East Coast port labor talks spark shipper contingency plans

Staff
By Staff
3 Min Read

If looming labor negotiations at East and Gulf Coast ports break down before the Sept. 30 deadline, shippers may divert some cargo away from the East Coast, Port of Los Angeles Executive Director Gene Seroka said in a media briefing on May 20.

The current six-year contract for workers at East and Gulf Coast ports between the International Longshoremen’s Association (ILA) and the United States Maritime Alliance (USMX) is set to expire on Sept. 30. A strike would impact terminal operations, sparking heavy disruptions for U.S. supply chains reliant on East Coast and Gulf Coast imports.

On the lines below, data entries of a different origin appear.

pub mod config;
pub mod handlers;
pub mod manifest;
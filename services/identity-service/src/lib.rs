//! Identity service: issues, verifies, refreshes, and revokes bearer
//! credentials, and owns the account record. The only writer of the session
//! store; every other service verifies tokens statelessly.

pub mod config;
pub mod db;
pub mod handlers;
pub mod session;
pub mod config;
pub mod handlers;
pub mod strategy;
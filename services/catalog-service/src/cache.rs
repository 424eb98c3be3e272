//! Cache-aside helpers for read paths, plus the synchronous invalidation
//! used by write paths.
//!
//! Reads treat the cache as advisory: any store error is logged and the
//! request falls through to Postgres. Invalidation is different — a write
//! must delete the point entry before it can acknowledge, so those errors
//! propagate.

use api_core::Result;
use redis_store::{ops, SharedConnectionManager};
use serde::de::DeserializeOwned;
use serde::Serialize;

/// Advisory lookup: a cache failure reads as a miss.
pub async fn lookup<T: DeserializeOwned>(redis: &SharedConnectionManager, key: &str) -> Option<T> {
    match ops::get_json(redis, key).await {
        Ok(hit) => hit,
        Err(err) => {
            tracing::warn!(key, error = %err, "cache lookup failed, falling through");
            None
        }
    }
}

/// Advisory store: a cache failure skips the store step.
pub async fn store<T: Serialize>(
    redis: &SharedConnectionManager,
    key: &str,
    value: &T,
    ttl_seconds: u64,
) {
    if let Err(err) = ops::set_json_ex(redis, key, value, ttl_seconds).await {
        tracing::warn!(key, error = %err, "cache store failed, skipping");
    }
}

/// Mandatory invalidation: the point entry must be gone before a mutation
/// reports success.
pub async fn invalidate(redis: &SharedConnectionManager, key: &str) -> Result<()> {
    ops::delete(redis, key).await?;
    Ok(())
}
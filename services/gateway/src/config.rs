use anyhow::{Context, Result};
use std::env;

#[derive(Debug, Clone)]
pub struct Config {
    pub host: String,
    pub port: u16,
    pub redis_url: String,
    pub auth_service_url: String,
    pub user_service_url: String,
    pub video_service_url: String,
    pub streaming_service_url: String,
    pub recommendation_service_url: String,
    pub rate_limit_max_requests: u64,
    pub rate_limit_window_seconds: u64,
    pub proxy_timeout_seconds: u64,
}

fn env_or(key: &str, default: &str) -> String {
    env::var(key).unwrap_or_else(|_| default.to_string())
}

impl Config {
    pub fn from_env() -> Result<Self> {
        Ok(Self {
            host: env_or("SERVER_HOST", "0.0.0.0"),
            port: env_or("SERVER_PORT", "8080")
                .parse()
                .context("Invalid SERVER_PORT")?,
            redis_url: env::var("REDIS_URL").context("REDIS_URL must be set")?,
            auth_service_url: env_or("AUTH_SERVICE_URL", "http://identity-service:8081"),
            user_service_url: env_or("USER_SERVICE_URL", "http://profile-service:8082"),
            video_service_url: env_or("VIDEO_SERVICE_URL", "http://catalog-service:8083"),
            streaming_service_url: env_or(
                "STREAMING_SERVICE_URL",
                "http://streaming-service:8084",
            ),
            recommendation_service_url: env_or(
                "RECOMMENDATION_SERVICE_URL",
                "http://recommendation-service:8085",
            ),
            rate_limit_max_requests: env_or("RATE_LIMIT_MAX_REQUESTS", "100")
                .parse()
                .context("Invalid RATE_LIMIT_MAX_REQUESTS")?,
            rate_limit_window_seconds: env_or("RATE_LIMIT_WINDOW_SECONDS", "900")
                .parse()
                .context("Invalid RATE_LIMIT_WINDOW_SECONDS")?,
            proxy_timeout_seconds: env_or("PROXY_TIMEOUT_SECONDS", "10")
                .parse()
                .context("Invalid PROXY_TIMEOUT_SECONDS")?,
        })
    }
}
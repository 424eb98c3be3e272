//! Static route table: `/api/<segment>/...` prefixes mapped to downstream
//! base URLs. Resolution is pure string work so it can be tested without a
//! server.

use crate::config::Config;

#[derive(Debug, Clone)]
struct Route {
    /// Path prefix under `/api`, e.g. `videos`.
    segment: &'static str,
    /// Human name used in outage responses, e.g. `Video`.
    display_name: &'static str,
    base_url: String,
}

#[derive(Debug, Clone)]
pub struct RouteTable {
    routes: Vec<Route>,
}

/// A matched route: where to send the request and what remains of the path.
#[derive(Debug, Clone, PartialEq, Eq)]
pub struct ResolvedRoute {
    pub display_name: &'static str,
    pub target_url: String,
}

impl RouteTable {
    pub fn from_config(config: &Config) -> Self {
        let trim = |url: &str| url.trim_end_matches('/').to_string();
        Self {
            routes: vec![
                Route {
                    segment: "auth",
                    display_name: "Auth",
                    base_url: trim(&config.auth_service_url),
                },
                Route {
                    segment: "users",
                    display_name: "User",
                    base_url: trim(&config.user_service_url),
                },
                Route {
                    segment: "videos",
                    display_name: "Video",
                    base_url: trim(&config.video_service_url),
                },
                Route {
                    segment: "streaming",
                    display_name: "Streaming",
                    base_url: trim(&config.streaming_service_url),
                },
                Route {
                    segment: "recommendations",
                    display_name: "Recommendation",
                    base_url: trim(&config.recommendation_service_url),
                },
            ],
        }
    }

    /// Match a request path (no query string) against the table. The matched
    /// `/api/<segment>` prefix is stripped; the rest of the path is appended
    /// to the downstream base URL.
    pub fn resolve(&self, path: &str) -> Option<ResolvedRoute> {
        let under_api = path.strip_prefix("/api/")?;
        for route in &self.routes {
            let rest = match under_api.strip_prefix(route.segment) {
                Some("") => "",
                Some(rest) if rest.starts_with('/') => rest,
                _ => continue,
            };
            return Some(ResolvedRoute {
                display_name: route.display_name,
                target_url: format!("{}{}", route.base_url, rest),
            });
        }
        None
    }
}
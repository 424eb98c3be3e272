use anyhow::{Context, Result};
use std::env;

#[derive(Debug, Clone)]
pub struct Config {
    pub host: String,
    pub port: u16,
    pub database_url: String,
    pub database_max_connections: u32,
    pub redis_url: String,
    pub jwt_secret: String,
}

impl Config {
    pub fn from_env() -> Result<Self> {
        Ok(Self {
            host: env::var("SERVER_HOST").unwrap_or_else(|_| "0.0.0.0".to_string()),
            port: env::var("SERVER_PORT")
                .unwrap_or_else(|_| "8082".to_string())
                .parse()
                .context("Invalid SERVER_PORT")?,
            database_url: env::var("DATABASE_URL").context("DATABASE_URL must be set")?,
            database_max_connections: env::var("DATABASE_MAX_CONNECTIONS")
                .unwrap_or_else(|_| "10".to_string())
                .parse()
                .context("Invalid DATABASE_MAX_CONNECTIONS")?,
            redis_url: env::var("REDIS_URL").context("REDIS_URL must be set")?,
            jwt_secret: env::var("JWT_SECRET").context("JWT_SECRET must be set")?,
        })
    }
}
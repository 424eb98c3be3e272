//! Streaming endpoints: manifest derivation behind a string cache, placeholder
//! segment and thumbnail bytes, and a stored playback quality preference.

use actix_web::{web, HttpResponse};
use serde::Deserialize;
use serde_json::json;
use uuid::Uuid;

use api_core::{health_response, AppError, Result};
use auth_core::AuthenticatedUser;
use redis_store::keys::StreamCacheKey;
use redis_store::{ops, ttl, SharedConnectionManager};

use crate::manifest::{self, QualitySelector};

const MANIFEST_CONTENT_TYPE: &str = "application/vnd.apple.mpegurl";

#[derive(Debug, Deserialize)]
pub struct ManifestQuery {
    quality: Option<String>,
}

#[derive(Debug, Deserialize)]
pub struct ThumbnailQuery {
    time: Option<u32>,
}

#[derive(Debug, Deserialize)]
pub struct SetQualityRequest {
    quality: String,
}

/// GET /{video_id}/manifest?quality=
///
/// Manifests are pure functions of (video, quality); the cache only saves the
/// rendering, so lookup and store failures degrade to re-rendering.
pub async fn get_manifest(
    redis: web::Data<SharedConnectionManager>,
    path: web::Path<Uuid>,
    query: web::Query<ManifestQuery>,
) -> Result<HttpResponse> {
    let video_id = path.into_inner();
    let selector: QualitySelector = query
        .quality
        .as_deref()
        .unwrap_or("auto")
        .parse()
        .map_err(|err: manifest::UnknownQuality| AppError::Validation(err.to_string()))?;

    let key = StreamCacheKey::manifest(video_id, &selector.cache_label());
    match ops::get_string(&redis, &key).await {
        Ok(Some(cached)) => {
            return Ok(HttpResponse::Ok()
                .content_type(MANIFEST_CONTENT_TYPE)
                .body(cached));
        }
        Ok(None) => {}
        Err(err) => tracing::warn!(key, error = %err, "manifest cache lookup failed"),
    }

    let rendered = manifest::render(video_id, selector);
    if let Err(err) = ops::set_string_ex(&redis, &key, &rendered, ttl::CATALOG_SECONDS).await {
        tracing::warn!(key, error = %err, "manifest cache store failed");
    }

    Ok(HttpResponse::Ok()
        .content_type(MANIFEST_CONTENT_TYPE)
        .body(rendered))
}

/// GET /{video_id}/segment/{segment_id}
pub async fn get_segment(path: web::Path<(Uuid, String)>) -> HttpResponse {
    let (video_id, segment_id) = path.into_inner();
    tracing::info!(%video_id, segment_id, "serving segment");

    // Placeholder bytes; real segment storage sits behind this route.
    HttpResponse::Ok()
        .content_type("video/mp2t")
        .body("Video segment data placeholder")
}

/// GET /{video_id}/thumbnail?time=
pub async fn get_thumbnail(
    path: web::Path<Uuid>,
    query: web::Query<ThumbnailQuery>,
) -> HttpResponse {
    let video_id = path.into_inner();
    let time = query.time.unwrap_or(0);

    HttpResponse::Ok().json(json!({
        "thumbnailUrl": format!("/storage/thumbnails/{}/{}.jpg", video_id, time)
    }))
}

/// POST /{video_id}/quality
///
/// The stored preference is the source of truth for the player, so a store
/// failure surfaces instead of falling through.
pub async fn set_quality(
    _user: AuthenticatedUser,
    redis: web::Data<SharedConnectionManager>,
    path: web::Path<Uuid>,
    body: web::Json<SetQualityRequest>,
) -> Result<HttpResponse> {
    let video_id = path.into_inner();
    let selector: QualitySelector = body
        .quality
        .parse()
        .map_err(|err: manifest::UnknownQuality| AppError::Validation(err.to_string()))?;

    let key = StreamCacheKey::quality_preference(video_id);
    ops::set_string_ex(
        &redis,
        &key,
        &selector.cache_label(),
        ttl::QUALITY_PREFERENCE_SECONDS,
    )
    .await?;

    Ok(HttpResponse::Ok().json(json!({
        "videoId": video_id,
        "quality": selector.cache_label(),
    })))
}

/// GET /health
pub async fn health() -> HttpResponse {
    health_response("streaming-service")
}

pub fn configure_routes(cfg: &mut web::ServiceConfig) {
    cfg.route("/health", web::get().to(health))
        .route("/{video_id}/manifest", web::get().to(get_manifest))
        .route(
            "/{video_id}/segment/{segment_id}",
            web::get().to(get_segment),
        )
        .route("/{video_id}/thumbnail", web::get().to(get_thumbnail))
        .route("/{video_id}/quality", web::post().to(set_quality));
}
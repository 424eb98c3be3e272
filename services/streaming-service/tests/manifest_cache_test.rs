//! Manifest cache integration tests.
//!
//! Require live Redis (REDIS_URL), so they are ignored by default. Run with:
//!
//!   cargo test -p streaming-service -- --ignored

use actix_web::{test, web, App};
use auth_core::TokenKeys;
use redis_store::RedisPool;
use serde_json::json;
use streaming_service::handlers;
use uuid::Uuid;

const TEST_SECRET: &str = "integration-test-secret";

async fn spawn_app() -> (
    impl actix_web::dev::Service<
        actix_http::Request,
        Response = actix_web::dev::ServiceResponse,
        Error = actix_web::Error,
    >,
    TokenKeys,
) {
    let redis_url = std::env::var("REDIS_URL").expect("REDIS_URL must be set");
    let redis = RedisPool::connect(&redis_url).await.expect("redis connection");
    let keys = TokenKeys::from_secret(TEST_SECRET);

    let app = test::init_service(
        App::new()
            .app_data(web::Data::new(redis.manager()))
            .app_data(web::Data::new(keys.clone()))
            .configure(handlers::configure_routes),
    )
    .await;

    (app, keys)
}

#[actix_web::test]
#[ignore]
async fn repeated_manifest_requests_are_byte_identical() {
    let (app, _) = spawn_app().await;
    let uri = format!("/{}/manifest?quality=720p", Uuid::new_v4());

    let req = test::TestRequest::get().uri(&uri).to_request();
    let resp = test::call_service(&app, req).await;
    assert_eq!(
        resp.headers().get("content-type").unwrap(),
        "application/vnd.apple.mpegurl"
    );
    let first = test::read_body(resp).await;

    let req = test::TestRequest::get().uri(&uri).to_request();
    let second = test::call_and_read_body(&app, req).await;

    assert_eq!(first, second);
}

#[actix_web::test]
#[ignore]
async fn unknown_quality_is_a_validation_failure() {
    let (app, _) = spawn_app().await;

    let req = test::TestRequest::get()
        .uri(&format!("/{}/manifest?quality=4k", Uuid::new_v4()))
        .to_request();
    assert_eq!(test::call_service(&app, req).await.status(), 400);
}

#[actix_web::test]
#[ignore]
async fn quality_preference_requires_a_bearer() {
    let (app, keys) = spawn_app().await;
    let uri = format!("/{}/quality", Uuid::new_v4());

    let req = test::TestRequest::post()
        .uri(&uri)
        .set_json(json!({ "quality": "1080p" }))
        .to_request();
    assert_eq!(test::call_service(&app, req).await.status(), 401);

    let token = keys.mint(Uuid::new_v4()).unwrap();
    let req = test::TestRequest::post()
        .uri(&uri)
        .insert_header(("Authorization", format!("Bearer {token}")))
        .set_json(json!({ "quality": "1080p" }))
        .to_request();
    assert_eq!(test::call_service(&app, req).await.status(), 200);
}
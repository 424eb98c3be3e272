use anyhow::{Context, Result};
use std::env;

#[derive(Debug, Clone)]
pub struct Config {
    pub host: String,
    pub port: u16,
    pub redis_url: String,
    pub jwt_secret: String,
}

impl Config {
    pub fn from_env() -> Result<Self> {
        Ok(Self {
            host: env::var("SERVER_HOST").unwrap_or_else(|_| "0.0.0.0".to_string()),
            port: env::var("SERVER_PORT")
                .unwrap_or_else(|_| "8084".to_string())
                .parse()
                .context("Invalid SERVER_PORT")?,
            redis_url: env::var("REDIS_URL").context("REDIS_URL must be set")?,
            jwt_secret: env::var("JWT_SECRET").context("JWT_SECRET must be set")?,
        })
    }
}
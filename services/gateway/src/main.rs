use std::time::Duration;

use actix_cors::Cors;
use actix_web::{web, App, HttpResponse, HttpServer};
use tracing_actix_web::TracingLogger;
use tracing_subscriber::{layer::SubscriberExt, util::SubscriberInitExt};

use api_core::health_response;
use gateway::config::Config;
use gateway::proxy;
use gateway::rate_limit::{RateLimit, RateLimitPolicy};
use gateway::routes::RouteTable;
use redis_store::RedisPool;

async fn health() -> HttpResponse {
    health_response("gateway")
}

#[actix_web::main]
async fn main() -> anyhow::Result<()> {
    if cfg!(debug_assertions) {
        dotenvy::dotenv().ok();
    }

    tracing_subscriber::registry()
        .with(
            tracing_subscriber::EnvFilter::try_from_default_env()
                .unwrap_or_else(|_| "info,actix_web=info".into()),
        )
        .with(tracing_subscriber::fmt::layer())
        .init();

    let config = Config::from_env()?;
    tracing::info!("starting gateway v{}", env!("CARGO_PKG_VERSION"));

    let redis = RedisPool::connect(&config.redis_url).await?;
    let redis_manager = redis.manager();
    let table = RouteTable::from_config(&config);
    let policy = RateLimitPolicy {
        max_requests: config.rate_limit_max_requests,
        window_seconds: config.rate_limit_window_seconds,
    };

    let client = reqwest::Client::builder()
        .connect_timeout(Duration::from_secs(2))
        .timeout(Duration::from_secs(config.proxy_timeout_seconds))
        .build()?;

    let bind_addr = (config.host.clone(), config.port);
    tracing::info!("gateway listening on {}:{}", bind_addr.0, bind_addr.1);

    HttpServer::new(move || {
        App::new()
            .wrap(TracingLogger::default())
            .wrap(Cors::permissive())
            .wrap(RateLimit::new(policy.clone(), redis_manager.clone()))
            .app_data(web::Data::new(table.clone()))
            .app_data(web::Data::new(client.clone()))
            .route("/health", web::get().to(health))
            .default_service(web::route().to(proxy::forward))
    })
    .bind(bind_addr)?
    .run()
    .await?;

    Ok(())
}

Both the ILA and USMA say they are committed to reaching a new agreement before that date, according to a joint announcement from union and employer representatives.

Still, importers and exporters have told Seroka that they’ve “shifted fractionally back towards the West Coast” due to a myriad of issues, including security concerns regarding the Red Sea, previous drought restrictions at the Panama Canal and East Coast labor negotiations.

The port director said there hasn’t been “a wholesale shift,” however, estimating between 2% to 5% of shippers’ cargo has been moving from East and Gulf Coast gateways back to the West Coast.

Shippers don’t want “to be the last to make sure that they have vessel allocation and empty containers ready for their imports to the U.S. before it’s too late down the line into peak season,” he said.

Besides creating volume shifts, the labor talks are also impacting cargo balance between coasts, Daniel Hackett, a partner at Hackett Associates, said in the briefing.

Some shippers are attempting to get ahead of any potential disruption by moving cargo away from the East Coast, according to Hackett, which could impact the ability to fairly compare the peak season on both coasts. 

Gulf Coast ports are an important gateway to world markets for the agriculture industry. The New Orleans port region, for example, is responsible for 34% of farm exports. Meanwhile, the port of New York & New Jersey handles 17% of agriculture imports, the largest volume share for a single port.  

Sarah Zimmerman contributed to this story.